As part of the Danish Social Democratic Party’s (SDP) partnership with the regional network SocDem Asia, a three day seminar and workshop session on policy-making was held in Yangon, Myanmar, from January 18-20, 2017.
This article is written by Iben Merrild, International Consultant at the Danish Social Democratic Party, as a report on their ongoing partnership with SocDem Asia.
A social democratic partnership
The partnership between the SDP and SocDem Asia seeks to bring the social democratic values, themes and processes from the regional network of SocDem Asia to the national level of the participating political parties. As such, the partnership works directly with the Akbayan Citizen’s Action party in the Philippines, Nepali Congress in Nepal and the parties Democratic Party for a New Society (DPNS) and Shan Nationalities League for Democracy (SNLD) in Myanmar.
The political parties in each country have chosen a specific theme to develop a policy on during the project which runs until the end of 2017. Nepali Congress opted to work on social inclusion in the newly ratified constitution, Akbayan selected universal healthcare and in Myanmar DPNS and SNLD decided to work towards developing a policy that could feed into the ongoing peace process in the country. According to the DNPS leader, the topic was chosen due to the fact that it is impossible to have democratization without peace and vice-versa.
Narrowing the focus on peace
Drawing on input from local resource speakers including the SNLD representative and second secretary in the Union Peace Dialogue Joint-Committee, Sai Kyaw Nyunt, regional speakers on the peace processes in Nepal, Basu Gautam, and the Philippines, Rechie Tugawin, as well as the Danish social democratic experience of inclusive policy making presented by the Danish social democratic, MP Lars Aslan Rasmussen, the participants from the DPNS and SNLD embarked on three days of issue analysis and agenda setting, as well as policy formulation and development on the topic of peace.
Working on the issue of peace is no simple feat and the ongoing peace process in the country is complex to say the least.
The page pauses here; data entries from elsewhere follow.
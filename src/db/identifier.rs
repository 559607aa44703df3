//! Identifier validation and quoting.
//!
//! Object and parameter names that tools splice into generated SQL go
//! through here first. Names are either regular identifiers or bracket-quoted
//! (`[my table]`, with `]` doubled inside), and come out bracket-quoted.

use crate::error::{DbError, DbResult};

/// Most parts an object name can have: `database.schema.object`.
const MAX_NAME_PARTS: usize = 3;

/// Bracket-quote one identifier part.
pub fn quote_identifier(name: &str) -> String {
    format!("[{}]", name.replace(']', "]]"))
}

/// Validate a plain identifier such as a column or index name and quote it.
///
/// Any text is allowed except empty names and control characters, since the
/// result is always bracket-quoted.
pub fn safe_identifier(name: &str) -> DbResult<String> {
    if name.trim().is_empty() {
        return Err(DbError::invalid_input("Identifier must not be empty"));
    }
    if name.chars().any(char::is_control) {
        return Err(DbError::invalid_input(format!(
            "Identifier '{}' contains control characters",
            name.escape_default()
        )));
    }
    Ok(quote_identifier(name))
}

/// Parse an optionally qualified object name (`fn`, `dbo.fn`, `[my db].dbo.[fn]`)
/// into its unquoted parts.
pub fn parse_qualified_name(name: &str) -> DbResult<Vec<String>> {
    let invalid = || DbError::invalid_input(format!("Invalid object name '{}'", name));

    let mut parts = Vec::new();
    let mut chars = name.trim().chars().peekable();

    loop {
        let mut part = String::new();
        if chars.peek() == Some(&'[') {
            chars.next();
            loop {
                match chars.next() {
                    Some(']') if chars.peek() == Some(&']') => {
                        chars.next();
                        part.push(']');
                    }
                    Some(']') => break,
                    Some(c) => part.push(c),
                    None => return Err(invalid()),
                }
            }
            if part.is_empty() {
                return Err(invalid());
            }
        } else {
            while let Some(&c) = chars.peek() {
                if c == '.' {
                    break;
                }
                let allowed = if part.is_empty() {
                    is_identifier_start(c)
                } else {
                    is_identifier_char(c)
                };
                if !allowed {
                    return Err(invalid());
                }
                part.push(c);
                chars.next();
            }
            if part.is_empty() {
                return Err(invalid());
            }
        }
        parts.push(part);

        match chars.next() {
            None => break,
            Some('.') if parts.len() < MAX_NAME_PARTS => continue,
            Some(_) => return Err(invalid()),
        }
    }

    Ok(parts)
}

/// Validate an optionally qualified object name and return it with every part quoted.
pub fn quote_object_name(name: &str) -> DbResult<String> {
    let parts = parse_qualified_name(name)?;
    Ok(parts
        .iter()
        .map(|part| quote_identifier(part))
        .collect::<Vec<_>>()
        .join("."))
}

/// Validate a routine parameter name, returning it without the leading `@`.
pub fn parameter_name(name: &str) -> DbResult<&str> {
    let bare = name.strip_prefix('@').unwrap_or(name);
    let mut chars = bare.chars();
    let valid = chars.next().is_some_and(|c| c.is_alphabetic() || c == '_')
        && chars.all(is_identifier_char);
    if !valid {
        return Err(DbError::invalid_input(format!(
            "Invalid parameter name '{}'",
            name
        )));
    }
    Ok(bare)
}

fn is_identifier_start(c: char) -> bool {
    c.is_alphabetic() || c == '_' || c == '#'
}

fn is_identifier_char(c: char) -> bool {
    c.is_alphanumeric() || matches!(c, '_' | '@' | '#' | '$')
}

#[cfg(test)]
mod tests {
    use super::*;

    #[test]
    fn test_quote_identifier_doubles_closing_bracket() {
        assert_eq!(quote_identifier("Orders"), "[Orders]");
        assert_eq!(quote_identifier("odd]name"), "[odd]]name]");
    }

    #[test]
    fn test_parse_plain_and_qualified_names() {
        assert_eq!(parse_qualified_name("fn_Total").unwrap(), vec!["fn_Total"]);
        assert_eq!(
            parse_qualified_name(" dbo.fn_Total ").unwrap(),
            vec!["dbo", "fn_Total"]
        );
        assert_eq!(
            parse_qualified_name("[Sales DB].dbo.[usp Get]]Orders]").unwrap(),
            vec!["Sales DB", "dbo", "usp Get]Orders"]
        );
    }

    #[test]
    fn test_parse_rejects_injection_and_malformed_names() {
        for name in [
            "",
            "dbo.",
            ".fn",
            "fn(); DROP TABLE t",
            "fn --",
            "[unterminated",
            "[]",
            "a.b.c.d",
            "1abc",
        ] {
            assert!(parse_qualified_name(name).is_err(), "{:?}", name);
        }
    }

    #[test]
    fn test_quote_object_name() {
        assert_eq!(quote_object_name("dbo.fn_Total").unwrap(), "[dbo].[fn_Total]");
        assert_eq!(quote_object_name("[a]]b]").unwrap(), "[a]]b]");
    }

    #[test]
    fn test_parameter_name() {
        assert_eq!(parameter_name("@CustomerId").unwrap(), "CustomerId");
        assert_eq!(parameter_name("Total").unwrap(), "Total");
        assert!(parameter_name("@").is_err());
        assert!(parameter_name("x = 1; --").is_err());
        assert!(parameter_name("9lives").is_err());
    }

    #[test]
    fn test_safe_identifier() {
        assert_eq!(safe_identifier("IX Orders").unwrap(), "[IX Orders]");
        assert!(safe_identifier("  ").is_err());
        assert!(safe_identifier("a\nb").is_err());
    }
}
As such, the participants, who ranged from the leadership of the two parties, female state and union MP’s, youth wing leaders to ordinary members, were inspired by the Social Democratic Party’s method of using debate tablecloths to identify what they considered sub-themes and challenges to achieving peace. The sub-issues that need to be dealt with to achieve peace were identified as being the following: lack of democracy, inequality, lack of self-determination for ethnic groups, role of the military, national disunity, lack of political leadership, the 2008 constitution and issues around culture/caste.
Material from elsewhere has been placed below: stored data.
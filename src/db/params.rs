//! Parameter binding.
//!
//! Catalog queries bind their filters as text. `execute_stored_procedure` and
//! `execute_function` bind caller-supplied JSON values, typed by their JSON
//! kind. Caller-supplied SQL text is always sent verbatim.

use crate::error::{DbError, DbResult};
use serde_json::Value as JsonValue;
use std::borrow::Cow;
use tiberius::{ColumnData, ToSql};

/// A value bound to an `@Pn` placeholder.
#[derive(Debug, Clone, PartialEq)]
pub enum SqlParam {
    /// NVARCHAR value; `None` binds a typed NULL.
    Text(Option<String>),
    /// BIGINT value.
    Int(i64),
    /// FLOAT value.
    Float(f64),
    /// BIT value.
    Bool(bool),
}

impl SqlParam {
    pub fn text(value: impl Into<String>) -> Self {
        Self::Text(Some(value.into()))
    }

    /// Bind an optional value, producing NULL for `None`.
    pub fn optional_text(value: Option<&str>) -> Self {
        Self::Text(value.map(str::to_string))
    }

    /// Bind a JSON argument value.
    ///
    /// Strings, numbers, booleans and null are accepted; arrays and objects
    /// have no scalar SQL counterpart and are rejected.
    pub fn from_json(name: &str, value: &JsonValue) -> DbResult<Self> {
        match value {
            JsonValue::Null => Ok(Self::Text(None)),
            JsonValue::String(s) => Ok(Self::text(s.as_str())),
            JsonValue::Bool(b) => Ok(Self::Bool(*b)),
            JsonValue::Number(n) => match n.as_i64() {
                Some(i) => Ok(Self::Int(i)),
                None => n.as_f64().map(Self::Float).ok_or_else(|| {
                    DbError::invalid_input(format!("Parameter '{}' is out of range", name))
                }),
            },
            JsonValue::Array(_) | JsonValue::Object(_) => Err(DbError::invalid_input(format!(
                "Parameter '{}' must be a string, number, boolean or null",
                name
            ))),
        }
    }

    /// The bound string, if this is a non-NULL text value.
    pub fn as_str(&self) -> Option<&str> {
        match self {
            Self::Text(v) => v.as_deref(),
            _ => None,
        }
    }

    /// Render the bound value as text; `None` for NULL.
    pub fn render(&self) -> Option<String> {
        match self {
            Self::Text(v) => v.clone(),
            Self::Int(i) => Some(i.to_string()),
            Self::Float(f) => Some(f.to_string()),
            Self::Bool(b) => Some(b.to_string()),
        }
    }
}

impl ToSql for SqlParam {
    fn to_sql(&self) -> ColumnData<'_> {
        match self {
            SqlParam::Text(v) => ColumnData::String(v.as_deref().map(Cow::Borrowed)),
            SqlParam::Int(i) => ColumnData::I64(Some(*i)),
            SqlParam::Float(f) => ColumnData::F64(Some(*f)),
            SqlParam::Bool(b) => ColumnData::Bit(Some(*b)),
        }
    }
}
Through subsequent workshops participants conducted a mock stakeholder analysis and attempted to narrow the policy focus further by identifying actions and measures that need to be brought about to deal particularly with the three issues of self-determination for ethnic groups, inequality (in various forms) and the role of the military. Going forward the project team in Myanmar will use all the documentation and input provided to by the participants to settle on a single sub-theme and concretise it further to ensure that it can be made into a draft policy ahead of sectoral consultations later in the spring.
An inclusive peace dialogue
With the new government under Aung San Suu Kyi, the chance for peace is the highest in almost 70 years of conflict. Indeed at the 21st Panglong Peace Conference in August 2016 nearly all armed groups attended. The next bi-yearly peace conference is expected to take place next month. This process is however faced by many challenges. While a very positive step, so far only eight ethnic armed organisations have signed the Nationwide Ceasefire Agreement in 2015, while other major armed organizations have yet to join the agreement, and armed conflict is still escalating among some groups. Moreover, some feel that there can never be real peace as long as the military occupies 25 per cent of the seats in government in accordance with the 2008 Constitution.
For parties liked the DPNS which only returned to Myanmar as a party in 2014, after having been banned since the 1990s, with members and leaders imprisoned or forced into exile at the Thai border, an inclusive peace process and dialogue is alpha omega. This can be a difficult task to ensure as there are an estimated 90 political parties in Myanmar. Currently the Panglong Peace Conferences and the Union Peace Dialogue Joint-Committee only involve parties in Parliament. Therefore, the DPNS and SNLD, the latter of which does have representation in Parliament, are advocating for a more inclusive peace dialogue that will involve all interested political parties, ethnic groups and civil society organisations. Until this happens the intention is that the policy developed will be used by SNLD MP’s and feed into the UPDJC via the SNLD to the extent possible, and that former DPNS members that are now NLD members in Parliament will take note of the policy when they participate in the peace process.
The partnership between the Danish Social Democratic Party and SocDem Asia is funded through DIPD’s Political Party Support Window.